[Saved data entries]
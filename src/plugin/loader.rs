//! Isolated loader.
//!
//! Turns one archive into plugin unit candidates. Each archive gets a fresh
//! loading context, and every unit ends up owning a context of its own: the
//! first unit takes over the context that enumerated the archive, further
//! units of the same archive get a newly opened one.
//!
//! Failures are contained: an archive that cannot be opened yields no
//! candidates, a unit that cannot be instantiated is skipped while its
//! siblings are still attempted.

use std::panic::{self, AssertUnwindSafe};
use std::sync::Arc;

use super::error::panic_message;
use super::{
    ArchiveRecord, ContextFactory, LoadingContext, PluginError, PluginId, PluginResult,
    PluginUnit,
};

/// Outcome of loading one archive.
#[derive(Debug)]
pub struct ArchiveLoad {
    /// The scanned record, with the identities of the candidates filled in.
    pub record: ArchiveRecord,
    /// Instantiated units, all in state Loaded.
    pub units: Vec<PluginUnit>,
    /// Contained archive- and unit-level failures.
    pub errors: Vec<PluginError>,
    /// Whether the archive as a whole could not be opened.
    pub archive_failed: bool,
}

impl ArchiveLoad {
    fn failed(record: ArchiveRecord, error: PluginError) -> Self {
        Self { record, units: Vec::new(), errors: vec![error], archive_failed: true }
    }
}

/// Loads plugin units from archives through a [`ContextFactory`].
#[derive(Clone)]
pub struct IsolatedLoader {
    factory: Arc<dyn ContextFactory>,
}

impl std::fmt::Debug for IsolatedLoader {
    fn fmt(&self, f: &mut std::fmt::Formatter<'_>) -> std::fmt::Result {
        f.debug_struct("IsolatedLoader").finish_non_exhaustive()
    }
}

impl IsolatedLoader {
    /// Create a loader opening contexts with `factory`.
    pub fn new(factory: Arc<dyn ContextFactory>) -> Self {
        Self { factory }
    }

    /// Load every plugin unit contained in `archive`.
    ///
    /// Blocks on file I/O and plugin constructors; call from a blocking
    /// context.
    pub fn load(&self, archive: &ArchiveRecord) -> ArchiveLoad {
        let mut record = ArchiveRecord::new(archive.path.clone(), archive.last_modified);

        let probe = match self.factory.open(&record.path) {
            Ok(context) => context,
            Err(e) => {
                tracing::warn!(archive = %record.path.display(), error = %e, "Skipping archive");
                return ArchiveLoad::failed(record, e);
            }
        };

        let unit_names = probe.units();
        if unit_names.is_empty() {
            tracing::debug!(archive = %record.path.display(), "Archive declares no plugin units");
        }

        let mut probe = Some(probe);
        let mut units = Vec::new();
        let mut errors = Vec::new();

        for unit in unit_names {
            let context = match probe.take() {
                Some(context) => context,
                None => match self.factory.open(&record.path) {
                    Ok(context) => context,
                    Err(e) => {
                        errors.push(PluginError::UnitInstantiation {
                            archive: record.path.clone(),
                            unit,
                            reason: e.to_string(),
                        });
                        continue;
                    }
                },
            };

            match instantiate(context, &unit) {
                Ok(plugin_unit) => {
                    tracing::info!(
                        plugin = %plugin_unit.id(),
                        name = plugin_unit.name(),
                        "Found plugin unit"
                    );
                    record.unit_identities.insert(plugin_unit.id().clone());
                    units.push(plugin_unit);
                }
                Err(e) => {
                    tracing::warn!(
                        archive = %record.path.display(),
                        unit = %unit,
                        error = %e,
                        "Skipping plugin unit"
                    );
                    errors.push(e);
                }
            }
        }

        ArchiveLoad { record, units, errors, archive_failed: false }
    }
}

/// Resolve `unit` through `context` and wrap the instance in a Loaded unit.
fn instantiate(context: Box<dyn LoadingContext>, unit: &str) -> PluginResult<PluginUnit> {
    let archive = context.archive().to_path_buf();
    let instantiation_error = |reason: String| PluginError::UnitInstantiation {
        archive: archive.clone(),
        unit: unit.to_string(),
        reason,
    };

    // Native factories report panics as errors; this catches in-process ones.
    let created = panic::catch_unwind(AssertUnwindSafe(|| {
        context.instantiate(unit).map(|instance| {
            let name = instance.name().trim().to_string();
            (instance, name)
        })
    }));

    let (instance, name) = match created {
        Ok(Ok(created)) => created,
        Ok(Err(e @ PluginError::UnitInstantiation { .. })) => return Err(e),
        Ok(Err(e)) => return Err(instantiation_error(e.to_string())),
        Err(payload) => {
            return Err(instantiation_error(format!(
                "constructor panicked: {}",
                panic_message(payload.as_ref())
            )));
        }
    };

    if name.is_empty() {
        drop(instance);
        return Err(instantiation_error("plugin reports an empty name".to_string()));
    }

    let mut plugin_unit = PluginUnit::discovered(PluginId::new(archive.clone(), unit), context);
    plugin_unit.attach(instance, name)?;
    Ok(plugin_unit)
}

● **Your goal**: From the entries above, select each line containing the string "that".

● **Response to the exercise**:
//! first unit takes over the context that enumerated the archive, further
//! Failures are contained: an archive that cannot be opened yields no
//! candidates, a unit that cannot be instantiated is skipped while its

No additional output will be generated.